The transmitted images are first compressed to 80 percent of their original size and converted into a series of binary data. This data is then encoded using a Forward Error Correction (FEC) encoder with a code rate of 3/4 and mapped onto PAM signal. The signals are shaped using a Root Raised-Cosine filter and up-sampled to match the sample rate of the AWG (Keysight M8194A with a 120 G sample rate) before being loaded. Following this, the signals are amplified by a RF amplifier and modulated onto a specific frequency of the comb using a fabricated MRM with a bandwidth of up to 110GHz^50,51. After traveling through 80 km of single-mode fiber, the modulated frequency is filtered by a manually tunable filter (XTM-50-scl-u). The signals are then detected by a high-speed 100 GHz photodetector (XPDV412xR) after amplification by an EDFA to 5 dBm. The output from the photodetector is further amplified by an RF amplifier and sampled by a 59-GHz oscilloscope (Keysight UXR0594BP) with a 256-GSa/s sample rate. On the receiver side, the PAM signal is de-mapped back into a bit sequence. Following FEC and figure decoding, the transmitted image is successfully reconstructed and received.

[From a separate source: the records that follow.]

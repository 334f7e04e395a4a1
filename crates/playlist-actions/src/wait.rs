//! Wait action
//!
//! Completes after a fixed delay. With a `result` option it completes with
//! that value; otherwise it passes its input through, so a wait can sit in
//! the middle of a sequence without breaking the value chain.

use crate::parse_options;
use playlist_core::{Action, ActionError, ActionResult, Completion};
use serde::Deserialize;
use serde_json::Value;
use std::time::Duration;
use tracing::debug;

/// Delay specification: milliseconds or a duration string
#[derive(Debug, Clone, PartialEq, Deserialize)]
#[serde(untagged)]
pub enum Timeout {
    /// Milliseconds
    Millis(u64),
    /// Seconds (`"1.5"`), `"MM:SS"` or `"HH:MM:SS"`
    Text(String),
}

impl Timeout {
    /// Convert to a Duration, if the text form parses
    pub fn to_duration(&self) -> Option<Duration> {
        match self {
            Timeout::Millis(ms) => Some(Duration::from_millis(*ms)),
            Timeout::Text(text) => parse_duration(text),
        }
    }
}

/// Options accepted by [`WaitAction`]
#[derive(Debug, Clone, Deserialize)]
pub struct WaitOptions {
    /// How long to wait
    pub timeout: Timeout,

    /// Value to complete with instead of the input
    #[serde(default)]
    pub result: Option<Value>,
}

/// Completes after `timeout` has elapsed
pub struct WaitAction {
    completion: Completion,
    duration: Duration,
    result: Option<Value>,
}

impl WaitAction {
    /// Create a wait of the given duration
    pub fn new(duration: Duration) -> Self {
        Self {
            completion: Completion::new(),
            duration,
            result: None,
        }
    }

    /// Complete with `result` instead of passing the input through
    pub fn with_result(mut self, result: Value) -> Self {
        self.result = Some(result);
        self
    }

    /// Build from descriptor options
    pub fn from_options(options: Value) -> ActionResult<Self> {
        let options: WaitOptions = parse_options(options)?;
        let duration = options.timeout.to_duration().ok_or_else(|| {
            ActionError::invalid_options(format!("invalid timeout: {:?}", options.timeout))
        })?;

        Ok(Self {
            completion: Completion::new(),
            duration,
            result: options.result,
        })
    }

    /// Configured delay
    pub fn duration(&self) -> Duration {
        self.duration
    }
}

impl Action for WaitAction {
    fn completion(&self) -> &Completion {
        &self.completion
    }

    fn begin(&self, input: Value) {
        let completion = self.completion.clone();
        let duration = self.duration;
        let result = self.result.clone().unwrap_or(input);

        debug!("Waiting for {:?}", duration);
        tokio::spawn(async move {
            tokio::time::sleep(duration).await;
            completion.complete(result);
        });
    }
}

/// Parse duration from string (seconds, MM:SS or HH:MM:SS)
fn parse_duration(s: &str) -> Option<Duration> {
    let s = s.trim();

    if let Ok(secs) = s.parse::<f64>() {
        return Duration::try_from_secs_f64(secs).ok();
    }

    let parts: Vec<&str> = s.split(':').collect();
    match parts.len() {
        2 => {
            let mins: u64 = parts[0].parse().ok()?;
            let secs: u64 = parts[1].parse().ok()?;
            Some(Duration::from_secs(mins.checked_mul(60)?.checked_add(secs)?))
        }
        3 => {
            let hours: u64 = parts[0].parse().ok()?;
            let mins: u64 = parts[1].parse().ok()?;
            let secs: u64 = parts[2].parse().ok()?;
            let total = hours
                .checked_mul(3600)?
                .checked_add(mins.checked_mul(60)?)?
                .checked_add(secs)?;
            Some(Duration::from_secs(total))
        }
        _ => None,
    }
}
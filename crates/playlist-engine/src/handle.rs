//! Playlist handles
//!
//! The handle is what callers hold: a single-fire start trigger and a
//! completion future for the whole tree. Nested groups are handles too; their
//! parent plays them and awaits their completion like any other step.

use crate::descriptor::Descriptor;
use crate::error::{PlaylistError, PlaylistResult};
use crate::playlist::Playlist;
use futures::future::{BoxFuture, FutureExt, Shared};
use serde_json::Value;
use std::sync::{Arc, Mutex, MutexGuard};
use tokio::sync::oneshot;
use tracing::debug;

/// Future resolving with a playlist's aggregate result
///
/// Cloneable; every clone observes the same outcome.
pub type PlaylistCompletion = Shared<BoxFuture<'static, PlaylistResult<Value>>>;

/// Lifecycle of a playlist
#[derive(Debug, Clone, Copy, PartialEq, Eq)]
pub enum PlaylistState {
    /// Compiled, not played yet
    Created,
    /// Played, work outstanding
    Running,
    /// Every step completed
    Completed,
    /// A step failed
    Failed,
}

impl PlaylistState {
    /// Whether no further transition can happen
    pub fn is_terminal(self) -> bool {
        matches!(self, PlaylistState::Completed | PlaylistState::Failed)
    }
}

struct HandleInner {
    playlist: Arc<Playlist>,
    state: Arc<Mutex<PlaylistState>>,
    start: Mutex<Option<oneshot::Sender<Value>>>,
    completion: PlaylistCompletion,
}

/// Externally visible handle of a compiled playlist
///
/// Cloning the handle shares the same playlist; it does not compile a new
/// one. To replay a descriptor, compile it again.
#[derive(Clone)]
pub struct PlaylistHandle {
    inner: Arc<HandleInner>,
}

impl PlaylistHandle {
    pub(crate) fn new(playlist: Playlist) -> Self {
        let playlist = Arc::new(playlist);
        let state = Arc::new(Mutex::new(PlaylistState::Created));
        let (start_tx, start_rx) = oneshot::channel::<Value>();

        let driver = {
            let playlist = playlist.clone();
            let state = state.clone();
            async move {
                let input = start_rx.await.map_err(|_| PlaylistError::NeverStarted)?;
                let outcome = playlist.run(input).await;

                let finished = if outcome.is_ok() {
                    PlaylistState::Completed
                } else {
                    PlaylistState::Failed
                };
                *lock(&state) = finished;
                debug!(playlist = %playlist.id(), state = ?finished, "Playlist finished");

                outcome
            }
        };

        Self {
            inner: Arc::new(HandleInner {
                playlist,
                state,
                start: Mutex::new(Some(start_tx)),
                completion: driver.boxed().shared(),
            }),
        }
    }

    /// Start the playlist with `Value::Null` as input
    ///
    /// Execution is spawned on the current tokio runtime; observe the outcome
    /// through [`PlaylistHandle::completion`].
    pub fn play(&self) -> PlaylistResult<()> {
        self.play_with(Value::Null)
    }

    /// Start the playlist, handing `input` to its first step(s)
    pub fn play_with(&self, input: Value) -> PlaylistResult<()> {
        let runtime =
            tokio::runtime::Handle::try_current().map_err(|_| PlaylistError::NoRuntime)?;
        let start = lock(&self.inner.start)
            .take()
            .ok_or(PlaylistError::AlreadyPlayed)?;

        *lock(&self.inner.state) = PlaylistState::Running;
        debug!(playlist = %self.id(), "Playing playlist");

        // The receiver lives in the driver, which this handle keeps alive
        let _ = start.send(input);
        runtime.spawn(self.inner.completion.clone());

        Ok(())
    }

    /// Future of the aggregate result
    pub fn completion(&self) -> PlaylistCompletion {
        self.inner.completion.clone()
    }

    /// Current lifecycle state
    pub fn state(&self) -> PlaylistState {
        *lock(&self.inner.state)
    }

    /// Unique id of the root playlist
    pub fn id(&self) -> &str {
        self.inner.playlist.id()
    }

    /// Source descriptor, for diagnostics
    pub fn descriptor(&self) -> &Descriptor {
        self.inner.playlist.descriptor()
    }

    /// The compiled playlist behind this handle
    pub fn playlist(&self) -> &Playlist {
        &self.inner.playlist
    }
}

impl std::fmt::Debug for PlaylistHandle {
    fn fmt(&self, f: &mut std::fmt::Formatter<'_>) -> std::fmt::Result {
        f.debug_struct("PlaylistHandle")
            .field("id", &self.id())
            .field("state", &self.state())
            .finish()
    }
}

fn lock<T>(mutex: &Mutex<T>) -> MutexGuard<'_, T> {
    mutex.lock().unwrap_or_else(|poisoned| poisoned.into_inner())
}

Details of optical cloud computing experiment

During the generation of the optical frequency comb, weights are loaded via a waveshaper positioned between two EDFAs (EDFA, OVLINK, EDFA-C-BA-GF), as shown in Supplementary Note 8. Due to experimental constraints with only one waveshaper available, the waveshaper in the edge is also used to filter out the three wavelengths necessary for the computation during the experiment, which is the function of the waveshaper in the OPU. The kernel is loaded onto the wavelengths through the waveshaper, with the intensity of the wavelengths representing the strength of the kernel. Before loading the kernel, the output power of all wavelengths from the optical frequency comb is recorded and mapped into an attenuation lookup table. This attenuation lookup table is then reloaded onto the waveshaper to equalize the intensity of all wavelengths. Subsequent kernel loading is based on this standardized reference. After passing through a Polarization Controller (PC), the light is equally split into four parts by a 1:4 splitter. During this computational experiment, only three ports of the AWGR are used. The optical power entering each MZM is 18 dBm, where the figures are loaded. The output signal from each MZM, controlled by PCs to match the polarization entering the AWGR. The signal to be processed is generated by an AWG (Keysight M8194A) and then amplified by electronic amplifiers (SHF-S807C) before being modulated onto light using the array of MZM. At the output of the AWGR, the optical signal is amplified to 5 dBm by an EDFA (Amonics AEDFA-23-B-FA) and then converted back into an electrical signal by a photodiode (Finisar XPDV4121R). Finally, the signal is captured by an oscilloscope (Keysight UXR0594BP).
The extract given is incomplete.